Members of Parliament have an onerous task to demand answers and actions on the management of the oil revenue especially when they have the power over the purse.  The Public Accounts Committee is doing a wonderful job by openly holding state institutions to account before the general population. This action alone inspires confidence in Parliament and also sends a strong message to all handlers of public finances to sit up.

Luckily for Ghana, we do not have a visible autocrat whose legitimacy is gained and retained by military force and other forms of intimidation. In that environment, the bureaucracy or civil service exists as a means or conduit to siphone, grab and distribute resources as in the case of Equatorial Guinea, Angola and Sudan, which also have weak, corrupt and suppressed judiciary systems. Under such circumstances, the state controls and consumes most of the rent.

But in the case of Alaska and Norway where there are well established political institutions and traditions, oil revenue is used to build welfare systems and this was achieved through a more open and thoroughly debated distribution mechanisms.
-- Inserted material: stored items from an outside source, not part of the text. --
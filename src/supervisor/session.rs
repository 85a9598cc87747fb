use crate::domain::agent::AgentKind;
use crate::error::SidecarError;
use crate::infra::launcher;
use crate::infra::task;
use crate::infra::tmux::TmuxController;
use crate::supervisor::events::StartOutcome;
use serde::Deserialize;
use std::path::Path;
use std::time::Duration;
use tracing::info;

/// How long a Ctrl-C gets to take effect before the session is killed.
const STOP_GRACE: Duration = Duration::from_secs(2);

/// Replace the characters a worktree name can carry that tmux session names
/// cannot. The mapping is lossy: reverse lookup must iterate worktrees and
/// re-sanitize to match.
pub fn sanitize_name(name: &str) -> String {
    name.replace(['.', ':', '/'], "-")
}

pub fn session_name(prefix: &str, worktree_name: &str) -> String {
    format!("{prefix}{}", sanitize_name(worktree_name))
}

/// Find the worktree a supervisor session belongs to. Forward mapping is
/// not injective, so the match re-sanitizes every candidate.
pub fn worktree_for_session<'a>(
    session: &str,
    prefix: &str,
    worktree_names: impl IntoIterator<Item = &'a str>,
) -> Option<String> {
    let suffix = session.strip_prefix(prefix)?;
    worktree_names
        .into_iter()
        .find(|name| sanitize_name(name) == suffix)
        .map(String::from)
}

/// Shell lines exported into a fresh session before the agent starts. The
/// task tracker scopes itself by session id, and workspace-scoping
/// variables inherited from the host shell must not leak into a worktree
/// that is a different checkout.
pub fn env_isolation_commands(session: &str, host_cwd: &Path, worktree: &Path) -> Vec<String> {
    let mut cmds = vec![format!("export TD_SESSION_ID={session}")];
    if host_cwd != worktree {
        cmds.push("unset TD_WORKSPACE TD_WORKSPACE_DIR".to_string());
    }
    cmds
}

pub struct StartOptions {
    pub prompt: Option<String>,
    pub skip_permissions: bool,
    /// Send the agent invocation after creating the session. Off means the
    /// session comes up as a bare shell.
    pub launch_agent: bool,
    pub task_id: Option<String>,
    pub history_limit: u32,
}

/// Spawn (or adopt) the tmux session for a worktree's agent.
///
/// An existing session is adopted as-is: the result says `reconnected` and
/// nothing is sent into the pane. On launch failure the fresh session is
/// killed so a half-started pane never lingers.
pub async fn start_agent(
    prefix: &str,
    worktree_name: &str,
    worktree_path: &Path,
    kind: AgentKind,
    options: StartOptions,
) -> Result<StartOutcome, SidecarError> {
    let session = session_name(prefix, worktree_name);

    if TmuxController::session_exists(&session).await? {
        info!(session = %session, "session already exists, reconnecting");
        return Ok(StartOutcome {
            session_name: session,
            reconnected: true,
        });
    }

    let dir = worktree_path.to_str().unwrap_or(".");
    TmuxController::new_session(&session, dir).await?;

    if let Err(e) = launch_into_session(&session, worktree_name, worktree_path, kind, &options).await
    {
        tracing::warn!(session = %session, error = %e, "agent launch failed, killing session");
        let _ = TmuxController::kill_session(&session).await;
        return Err(e);
    }

    Ok(StartOutcome {
        session_name: session,
        reconnected: false,
    })
}

async fn launch_into_session(
    session: &str,
    worktree_name: &str,
    worktree_path: &Path,
    kind: AgentKind,
    options: &StartOptions,
) -> Result<(), SidecarError> {
    TmuxController::set_history_limit(session, options.history_limit).await?;

    let host_cwd = std::env::current_dir().unwrap_or_default();
    for cmd in env_isolation_commands(session, &host_cwd, worktree_path) {
        TmuxController::send_command(session, &cmd).await?;
    }

    if let Some(task_id) = &options.task_id {
        task::start(task_id).await;
        task::write_task_link(worktree_path, task_id).await?;
    }
    task::write_agent_link(worktree_path, kind).await?;

    if options.launch_agent {
        let cmd = launcher::launch_command(
            worktree_path,
            kind,
            options.prompt.as_deref(),
            options.skip_permissions,
        );
        TmuxController::send_command(session, &cmd).await?;
        info!(session = %session, worktree = worktree_name, agent = %kind, "agent launched");
    }

    Ok(())
}

/// Graceful stop: Ctrl-C, give the agent its grace period, then check both
/// the session and the agent process itself before escalating to a kill.
pub async fn stop_agent(session: &str) -> Result<(), SidecarError> {
    let pane_pid = TmuxController::pane_pid(session).await.ok();

    TmuxController::send_key(session, "C-c").await?;
    tokio::time::sleep(STOP_GRACE).await;

    if TmuxController::session_exists(session).await? {
        if let Some(pid) = pane_pid {
            if !pid_alive(pid) {
                info!(session = %session, "agent process exited after interrupt");
            }
        }
        TmuxController::kill_session(session).await?;
    }
    Ok(())
}

/// Signal-0 process existence probe.
fn pid_alive(pid: u32) -> bool {
    unsafe { libc::kill(pid as i32, 0) == 0 }
}

pub async fn approve(session: &str) -> Result<(), SidecarError> {
    TmuxController::send_key(session, "y").await?;
    TmuxController::send_key(session, "Enter").await
}

pub async fn reject(session: &str) -> Result<(), SidecarError> {
    TmuxController::send_key(session, "n").await?;
    TmuxController::send_key(session, "Enter").await
}

/// Literal text, then Enter as a separate command so nothing in the text is
/// key-name interpreted.
pub async fn send_text(session: &str, text: &str) -> Result<(), SidecarError> {
    TmuxController::send_literal(session, text).await?;
    TmuxController::send_key(session, "Enter").await
}

#[derive(Debug, Deserialize)]
struct SessionFileState {
    #[serde(default)]
    state: String,
}

/// The agent-specific session file's verdict on "idle at prompt". The file
/// format belongs to the agent; anything unparseable simply reports false.
pub fn session_file_says_idle(path: &Path) -> bool {
    let Ok(content) = std::fs::read_to_string(path) else {
        return false;
    };
    match serde_json::from_str::<SessionFileState>(&content) {
        Ok(state) => state.state.eq_ignore_ascii_case("idle"),
        Err(_) => false,
    }
}

#[cfg(test)]
mod tests {
    use super::*;
    use std::path::PathBuf;

    #[test]
    fn sanitize_replaces_separator_characters() {
        assert_eq!(sanitize_name("feat.v1:beta/x"), "feat-v1-beta-x");
    }

    #[test]
    fn sanitize_is_idempotent() {
        let once = sanitize_name("a.b:c/d");
        assert_eq!(sanitize_name(&once), once);
    }

    #[test]
    fn sanitize_leaves_other_characters_alone() {
        assert_eq!(sanitize_name("feat_x-1"), "feat_x-1");
    }

    #[test]
    fn session_names_carry_the_prefix() {
        assert_eq!(
            session_name("sidecar-wt-", "feat.v1"),
            "sidecar-wt-feat-v1"
        );
    }

    #[test]
    fn reverse_lookup_resanitizes() {
        let names = ["feat.v1", "other"];
        assert_eq!(
            worktree_for_session("sidecar-wt-feat-v1", "sidecar-wt-", names),
            Some("feat.v1".to_string())
        );
        assert_eq!(
            worktree_for_session("sidecar-wt-missing", "sidecar-wt-", names),
            None
        );
        // Foreign prefix never matches.
        assert_eq!(
            worktree_for_session("other-prefix-feat-v1", "sidecar-wt-", names),
            None
        );
    }

    #[test]
    fn env_isolation_always_exports_session_id() {
        let cmds = env_isolation_commands(
            "sidecar-wt-x",
            &PathBuf::from("/repo"),
            &PathBuf::from("/repo-wt/x"),
        );
        assert_eq!(cmds[0], "export TD_SESSION_ID=sidecar-wt-x");
        assert!(cmds.iter().any(|c| c.starts_with("unset ")));
    }

    #[test]
    fn env_isolation_skips_unset_in_same_dir() {
        let cmds = env_isolation_commands(
            "sidecar-wt-x",
            &PathBuf::from("/repo"),
            &PathBuf::from("/repo"),
        );
        assert_eq!(cmds.len(), 1);
    }

    #[test]
    fn session_file_idle_detection() {
        let dir = tempfile::tempdir().unwrap();
        let path = dir.path().join(".sidecar-session.json");

        assert!(!session_file_says_idle(&path)); // missing

        std::fs::write(&path, r#"{"state":"idle"}"#).unwrap();
        assert!(session_file_says_idle(&path));

        std::fs::write(&path, r#"{"state":"running"}"#).unwrap();
        assert!(!session_file_says_idle(&path));

        std::fs::write(&path, "not json").unwrap();
        assert!(!session_file_says_idle(&path));
    }
}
It can also be stated that under such conditions where the civil society is very active, where the degree of social consensus is high and where political legitimacy is constantly negotiated and monitored due to the highly educated and motivated electorate, oil revenue becomes a blessing.

Again, where the civil service is highly professional and insulated as the Judiciary fiercely remain efficient, independent and fearless, political decisions are carefully made since they could easily be challenged in the courts.

Well established governance structures have largely made it possible for Norway and Alaska to use their oil revenue effectively and that makes Ghana a good candidate for the effective management of her oil resources.